Liebten meine Kinder und wachten über ihr Leben;

Reineken aber, den Dieb, verdroß es, daß wir in Frieden

Glückliche Tage verlebten und seine Ränke vermieden.

Immer schlich er bei Nacht um die Mauer und lauschte beim Tore,

Aber die Hunde bemerktens; da mocht er laufen! sie faßten

Wacker ihn endlich einmal und ruckten das Fell ihm zusammen;

Doch er rettete sich und ließ uns ein Weilchen in Ruhe.

Aber nun höret mich an! es währte nicht lange, so kam er

Als ein Klausner und brachte mir Brief und Siegel. Ich kannt es:

Euer Siegel sah ich am Briefe; da fand ich geschrieben:

Daß Ihr festen Frieden so Tieren als Vögeln verkündigt.

Und er zeigte mir an: er sei ein Klausner geworden,

Habe strenge Gelübde getan, die Sünden zu büßen,

Deren Schuld er leider bekenne. Da habe nun keiner

Mehr vor ihm sich zu fürchten, er habe heilig gelobet,

Nimmermehr Fleisch zu genießen. Er ließ mich die Kutte beschauen,

Zeigte sein Skapulier. Daneben wies er ein Zeugnis,

Das ihm der Prior gestellt, und, um mich sicher zu machen,

Unter der Kutte ein härenes Kleid. Dann ging er und sagte:

Gott dem Herren seid mir befohlen! ich habe noch vieles

Heute zu tun! ich habe die Sext und die None zu lesen

Und die Vesper dazu. Er las im Gehen und dachte

Vieles Böse sich aus, er sann auf unser Verderben.

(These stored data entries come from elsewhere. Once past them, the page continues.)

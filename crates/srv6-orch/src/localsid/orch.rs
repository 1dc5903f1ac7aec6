//! LocalSID table orchestration logic.

use super::behavior::{BehaviorRegistry, SrBehavior};
use super::types::{BehaviorCode, BehaviorParams, LocalSid};
use crate::audit::{AuditCategory, AuditOutcome, AuditRecord};
use crate::counters::{CounterPair, CounterSlab};
use crate::error::SrError;
use crate::fwd::{FwdHandleGuard, FwdProvider, FwdRequest};
use crate::{audit_log, warn_log};
use sr_types::Sid;
use std::collections::HashMap;
use std::sync::Arc;

#[derive(Debug, Clone, Default)]
pub struct LocalSidOrchStats {
    pub localsids_created: u64,
    pub localsids_removed: u64,
    pub hook_failures: u64,
}

/// LocalSID table: exact-match endpoint entries with per-entry
/// valid/invalid counters and behavior dispatch.
pub struct LocalSidOrch {
    provider: Arc<dyn FwdProvider>,
    registry: BehaviorRegistry,
    entries: HashMap<Sid, LocalSid>,
    counters: CounterSlab,
    stats: LocalSidOrchStats,
}

impl LocalSidOrch {
    pub fn new(provider: Arc<dyn FwdProvider>) -> Self {
        Self {
            provider,
            registry: BehaviorRegistry::with_builtins(),
            entries: HashMap::new(),
            counters: CounterSlab::new(),
            stats: LocalSidOrchStats::default(),
        }
    }

    pub fn stats(&self) -> &LocalSidOrchStats {
        &self.stats
    }

    pub fn len(&self) -> usize {
        self.entries.len()
    }

    pub fn is_empty(&self) -> bool {
        self.entries.is_empty()
    }

    /// Exact-match lookup. LocalSIDs are host addresses; there is no
    /// longest-prefix matching here.
    pub fn lookup(&self, address: &Sid) -> Option<&LocalSid> {
        self.entries.get(address)
    }

    pub fn iter(&self) -> impl Iterator<Item = &LocalSid> {
        self.entries.values()
    }

    pub fn registry(&self) -> &BehaviorRegistry {
        &self.registry
    }

    pub fn register_behavior(
        &mut self,
        code: BehaviorCode,
        behavior: Arc<dyn SrBehavior>,
    ) -> Result<(), SrError> {
        let name = behavior.name().to_string();
        match self.registry.register(code, behavior) {
            Ok(()) => {
                audit_log!(AuditRecord::new(
                    AuditCategory::ResourceCreate,
                    "LocalSidOrch",
                    "behavior_register"
                )
                .with_object_id(name)
                .with_object_type("sr_behavior")
                .with_details(serde_json::json!({ "code": code })));
                Ok(())
            }
            Err(e) => {
                audit_log!(AuditRecord::new(
                    AuditCategory::ResourceCreate,
                    "LocalSidOrch",
                    "behavior_register"
                )
                .with_object_id(name)
                .with_object_type("sr_behavior")
                .with_error(e.to_string()));
                Err(e)
            }
        }
    }

    /// Creates a LocalSID. The behavior's creation hook runs on the
    /// fully built entry before it becomes visible; a hook failure
    /// discards the entry entirely.
    pub fn add(
        &mut self,
        address: Sid,
        behavior_code: BehaviorCode,
        params: BehaviorParams,
        fib_table: u32,
        end_psp: bool,
    ) -> Result<(), SrError> {
        if self.entries.contains_key(&address) {
            return Err(SrError::DuplicateLocalSid(address));
        }
        let behavior = self
            .registry
            .get(behavior_code)
            .ok_or(SrError::BehaviorNotFound(behavior_code))?
            .clone();
        behavior.validate(&params)?;

        let request = match &params {
            BehaviorParams::None => FwdRequest::Endpoint {
                behavior: behavior_code,
            },
            BehaviorParams::CrossConnect {
                if_index, next_hop, ..
            } => FwdRequest::InterfaceTx {
                if_index: *if_index,
                next_hop: *next_hop,
            },
            BehaviorParams::TableLookup { table_id } => FwdRequest::TableLookup {
                table_id: *table_id,
            },
        };
        let fwd = FwdHandleGuard::acquire(&self.provider, behavior.fwd_type(), &request)?;

        let counter_slot = self.counters.alloc_slot();
        let mut entry = LocalSid {
            address,
            behavior: behavior_code,
            params,
            end_psp,
            fib_table,
            counter_slot,
            fwd,
            plugin_mem: None,
        };

        if let Err(msg) = behavior.on_create(&mut entry) {
            // The entry was never visible; unwind the slot and the
            // handle (guard drops with the entry).
            self.counters.release_slot(counter_slot);
            self.stats.hook_failures += 1;
            let err = SrError::CreationHookFailed(msg);
            audit_log!(AuditRecord::new(
                AuditCategory::ResourceCreate,
                "LocalSidOrch",
                "localsid_add"
            )
            .with_object_id(address.to_string())
            .with_object_type("localsid")
            .with_error(err.to_string()));
            return Err(err);
        }

        self.entries.insert(address, entry);
        self.stats.localsids_created += 1;
        audit_log!(AuditRecord::new(
            AuditCategory::ResourceCreate,
            "LocalSidOrch",
            "localsid_add"
        )
        .with_object_id(address.to_string())
        .with_object_type("localsid")
        .with_details(serde_json::json!({
            "behavior": behavior.name(),
            "fib_table": fib_table,
            "end_psp": end_psp,
        })));
        Ok(())
    }

    /// Removes a LocalSID. The behavior's removal hook runs first; a
    /// hook failure is returned as a warning and does not block the
    /// removal.
    pub fn remove(&mut self, address: &Sid) -> Result<Option<String>, SrError> {
        let mut entry = self
            .entries
            .remove(address)
            .ok_or(SrError::LocalSidNotFound(*address))?;

        let mut warning = None;
        if let Some(behavior) = self.registry.get(entry.behavior) {
            if let Err(msg) = behavior.clone().on_remove(&mut entry) {
                warn_log!(
                    "LocalSidOrch",
                    address = %address,
                    error = %msg,
                    "removal hook failed, detaching entry anyway"
                );
                self.stats.hook_failures += 1;
                warning = Some(msg);
            }
        }

        self.counters.release_slot(entry.counter_slot);
        self.stats.localsids_removed += 1;
        let record = AuditRecord::new(AuditCategory::ResourceDelete, "LocalSidOrch", "localsid_del")
            .with_object_id(address.to_string())
            .with_object_type("localsid");
        let record = match &warning {
            Some(msg) => record
                .with_outcome(AuditOutcome::Warning)
                .with_details(serde_json::json!({ "hook_warning": msg })),
            None => record,
        };
        audit_log!(record);
        Ok(warning)
    }

    /// Management representation of an entry, delegated to its
    /// behavior's formatter.
    pub fn format(&self, address: &Sid) -> Result<String, SrError> {
        let entry = self
            .entries
            .get(address)
            .ok_or(SrError::LocalSidNotFound(*address))?;
        let behavior = self
            .registry
            .get(entry.behavior)
            .ok_or(SrError::BehaviorNotFound(entry.behavior))?;
        let params = behavior.format(entry);
        if params.is_empty() {
            Ok(format!("{} behavior {}", entry.address, behavior.name()))
        } else {
            Ok(format!(
                "{} behavior {} {}",
                entry.address,
                behavior.name(),
                params
            ))
        }
    }

    /// Forwarding-time hit accounting: increments the matched entry's
    /// valid or invalid counter. Unknown addresses are ignored.
    pub fn record_hit(&self, address: &Sid, valid: bool, bytes: u64) {
        if let Some(entry) = self.entries.get(address) {
            if let Some(pair) = self.counters.get(entry.counter_slot) {
                if valid {
                    pair.valid.increment(bytes);
                } else {
                    pair.invalid.increment(bytes);
                }
            }
        }
    }

    /// Counter pair of an entry, by address.
    pub fn counters(&self, address: &Sid) -> Option<&CounterPair> {
        self.entries
            .get(address)
            .and_then(|e| self.counters.get(e.counter_slot))
    }
}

Ich mit erheitertem Herzen erzählte geschwinde den Kindern

Eures Briefes fröhliche Botschaft, es freuten sich alle.

Da nun Reineke Klausner geworden, so hatten wir weiter

Keine Sorge, noch Furcht. Ich ging mit ihnen zusammen

Vor die Mauer hinaus, wir freuten uns alle der Freiheit.

Aber leider bekam es uns übel. Er lag im Gebüsche

Hinterlistig; da sprang er hervor und verrannt uns die Pforte;

Meiner Söhne schönsten ergriff er und schleppt' ihn von dannen,

Und nun war kein Rat, nachdem er sie einmal gekostet;

Immer versucht' er es wieder, und weder Jäger noch Hunde

Konnten vor seinen Ränken bei Tag und Nacht uns bewahren.

So entriß er mir nun fast alle Kinder; von zwanzig

Bin ich auf fünfe gebracht, die andern raubt' er mir alle.